## Records from a data collection:
[Start of Attachment]

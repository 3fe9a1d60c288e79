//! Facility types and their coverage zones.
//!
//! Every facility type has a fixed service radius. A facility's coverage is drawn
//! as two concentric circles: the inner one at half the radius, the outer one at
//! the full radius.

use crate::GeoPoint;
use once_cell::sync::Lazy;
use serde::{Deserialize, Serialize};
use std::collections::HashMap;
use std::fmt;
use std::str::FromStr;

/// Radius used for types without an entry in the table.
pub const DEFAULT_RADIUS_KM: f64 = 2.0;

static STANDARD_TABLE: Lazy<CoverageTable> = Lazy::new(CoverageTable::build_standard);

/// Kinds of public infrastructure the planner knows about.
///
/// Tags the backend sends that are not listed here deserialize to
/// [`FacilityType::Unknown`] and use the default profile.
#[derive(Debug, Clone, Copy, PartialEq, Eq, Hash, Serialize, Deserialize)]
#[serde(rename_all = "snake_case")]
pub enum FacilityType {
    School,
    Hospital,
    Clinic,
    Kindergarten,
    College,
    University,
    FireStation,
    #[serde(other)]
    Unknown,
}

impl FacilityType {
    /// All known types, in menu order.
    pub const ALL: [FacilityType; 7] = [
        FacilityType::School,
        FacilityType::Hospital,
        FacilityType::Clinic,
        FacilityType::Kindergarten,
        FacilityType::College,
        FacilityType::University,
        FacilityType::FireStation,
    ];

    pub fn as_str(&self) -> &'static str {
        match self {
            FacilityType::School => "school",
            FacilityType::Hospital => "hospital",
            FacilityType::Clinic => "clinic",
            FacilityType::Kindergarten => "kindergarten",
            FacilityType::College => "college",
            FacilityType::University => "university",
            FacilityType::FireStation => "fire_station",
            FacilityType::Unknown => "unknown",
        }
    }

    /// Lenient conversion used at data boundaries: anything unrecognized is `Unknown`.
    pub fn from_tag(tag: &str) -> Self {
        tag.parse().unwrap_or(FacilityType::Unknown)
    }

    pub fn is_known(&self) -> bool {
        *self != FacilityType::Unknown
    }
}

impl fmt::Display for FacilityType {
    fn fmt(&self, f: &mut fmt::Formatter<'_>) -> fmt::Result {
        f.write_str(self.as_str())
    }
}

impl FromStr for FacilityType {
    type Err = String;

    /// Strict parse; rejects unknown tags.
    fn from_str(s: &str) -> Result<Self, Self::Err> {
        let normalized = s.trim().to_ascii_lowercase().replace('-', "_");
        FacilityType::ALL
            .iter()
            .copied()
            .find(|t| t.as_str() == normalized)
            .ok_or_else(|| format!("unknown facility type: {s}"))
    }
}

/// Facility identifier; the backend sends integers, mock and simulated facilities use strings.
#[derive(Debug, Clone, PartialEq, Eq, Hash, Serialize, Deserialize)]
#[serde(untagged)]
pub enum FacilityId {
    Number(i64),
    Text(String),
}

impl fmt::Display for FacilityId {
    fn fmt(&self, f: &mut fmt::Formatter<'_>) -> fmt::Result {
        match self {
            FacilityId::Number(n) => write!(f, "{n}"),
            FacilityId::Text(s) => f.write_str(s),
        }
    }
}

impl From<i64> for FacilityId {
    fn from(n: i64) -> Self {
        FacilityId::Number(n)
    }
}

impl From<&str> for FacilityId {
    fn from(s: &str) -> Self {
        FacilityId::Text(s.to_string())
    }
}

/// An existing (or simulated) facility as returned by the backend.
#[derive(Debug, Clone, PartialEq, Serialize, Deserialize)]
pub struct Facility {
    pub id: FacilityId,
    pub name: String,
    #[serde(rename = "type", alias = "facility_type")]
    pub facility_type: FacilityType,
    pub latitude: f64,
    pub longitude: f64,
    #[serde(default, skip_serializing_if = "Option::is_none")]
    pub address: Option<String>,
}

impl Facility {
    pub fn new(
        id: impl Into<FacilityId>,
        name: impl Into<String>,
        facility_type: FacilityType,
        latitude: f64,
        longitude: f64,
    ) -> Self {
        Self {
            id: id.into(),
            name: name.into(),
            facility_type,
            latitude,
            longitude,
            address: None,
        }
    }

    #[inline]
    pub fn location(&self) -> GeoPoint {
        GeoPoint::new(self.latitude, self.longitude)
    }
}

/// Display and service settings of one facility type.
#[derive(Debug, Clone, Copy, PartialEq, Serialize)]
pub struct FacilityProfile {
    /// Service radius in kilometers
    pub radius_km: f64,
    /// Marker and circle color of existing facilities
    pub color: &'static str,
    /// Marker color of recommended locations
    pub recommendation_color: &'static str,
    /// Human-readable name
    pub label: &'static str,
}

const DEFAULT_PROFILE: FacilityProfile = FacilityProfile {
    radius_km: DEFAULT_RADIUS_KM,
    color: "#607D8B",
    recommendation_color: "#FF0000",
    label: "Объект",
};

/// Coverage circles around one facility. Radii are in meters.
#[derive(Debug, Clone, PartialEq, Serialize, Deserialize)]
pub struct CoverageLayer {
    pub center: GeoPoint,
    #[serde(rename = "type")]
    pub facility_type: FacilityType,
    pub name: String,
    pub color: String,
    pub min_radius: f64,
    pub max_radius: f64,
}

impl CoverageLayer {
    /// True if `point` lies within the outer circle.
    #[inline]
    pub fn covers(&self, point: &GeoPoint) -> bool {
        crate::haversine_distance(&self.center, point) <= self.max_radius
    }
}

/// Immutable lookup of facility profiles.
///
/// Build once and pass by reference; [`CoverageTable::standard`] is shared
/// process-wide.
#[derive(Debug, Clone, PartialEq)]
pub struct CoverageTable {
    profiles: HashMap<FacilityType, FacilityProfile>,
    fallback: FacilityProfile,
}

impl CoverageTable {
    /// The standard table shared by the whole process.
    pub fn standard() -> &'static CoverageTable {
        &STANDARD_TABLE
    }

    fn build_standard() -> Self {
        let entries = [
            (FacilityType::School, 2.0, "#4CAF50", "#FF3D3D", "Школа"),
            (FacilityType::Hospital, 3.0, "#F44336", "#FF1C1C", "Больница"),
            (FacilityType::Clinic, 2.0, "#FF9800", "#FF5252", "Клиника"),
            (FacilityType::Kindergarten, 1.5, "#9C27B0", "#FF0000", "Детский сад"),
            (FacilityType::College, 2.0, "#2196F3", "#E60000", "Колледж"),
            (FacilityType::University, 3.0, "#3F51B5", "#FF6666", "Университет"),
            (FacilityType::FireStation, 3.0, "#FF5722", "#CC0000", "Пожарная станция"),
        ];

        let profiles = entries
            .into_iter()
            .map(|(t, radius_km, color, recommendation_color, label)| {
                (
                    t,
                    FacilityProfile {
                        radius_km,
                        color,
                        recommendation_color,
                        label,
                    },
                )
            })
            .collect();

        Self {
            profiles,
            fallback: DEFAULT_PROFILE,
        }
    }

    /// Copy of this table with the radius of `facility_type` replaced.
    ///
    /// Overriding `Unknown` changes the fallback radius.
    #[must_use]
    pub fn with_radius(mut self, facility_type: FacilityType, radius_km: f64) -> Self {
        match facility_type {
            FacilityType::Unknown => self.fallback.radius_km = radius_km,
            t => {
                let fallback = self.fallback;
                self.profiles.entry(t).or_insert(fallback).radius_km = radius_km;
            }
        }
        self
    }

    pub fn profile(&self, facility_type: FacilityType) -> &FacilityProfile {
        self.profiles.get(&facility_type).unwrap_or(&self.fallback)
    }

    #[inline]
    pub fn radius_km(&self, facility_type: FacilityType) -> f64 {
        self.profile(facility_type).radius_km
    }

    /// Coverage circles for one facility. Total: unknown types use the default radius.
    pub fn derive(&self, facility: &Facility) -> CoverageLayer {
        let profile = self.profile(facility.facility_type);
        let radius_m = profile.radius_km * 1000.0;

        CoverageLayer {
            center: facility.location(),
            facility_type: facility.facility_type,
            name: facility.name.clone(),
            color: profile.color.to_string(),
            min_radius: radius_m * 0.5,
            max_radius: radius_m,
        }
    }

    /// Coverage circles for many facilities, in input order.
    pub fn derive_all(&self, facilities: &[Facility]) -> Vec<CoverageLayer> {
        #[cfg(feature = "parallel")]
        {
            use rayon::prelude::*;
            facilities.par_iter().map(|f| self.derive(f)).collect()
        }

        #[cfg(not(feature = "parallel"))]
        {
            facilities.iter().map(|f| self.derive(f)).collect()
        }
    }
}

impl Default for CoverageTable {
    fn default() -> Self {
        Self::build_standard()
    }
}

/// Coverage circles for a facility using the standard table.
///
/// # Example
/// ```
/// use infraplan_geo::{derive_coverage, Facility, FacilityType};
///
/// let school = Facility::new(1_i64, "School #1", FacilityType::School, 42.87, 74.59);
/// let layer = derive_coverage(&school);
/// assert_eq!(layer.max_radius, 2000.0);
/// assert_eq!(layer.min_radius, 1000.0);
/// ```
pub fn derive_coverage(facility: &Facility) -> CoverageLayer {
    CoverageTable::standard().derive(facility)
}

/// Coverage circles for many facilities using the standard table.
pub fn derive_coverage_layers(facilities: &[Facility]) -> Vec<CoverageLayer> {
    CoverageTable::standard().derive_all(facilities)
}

[End of Attachment]

From the data above, determine how many lines hold "entry", and write only the number.

2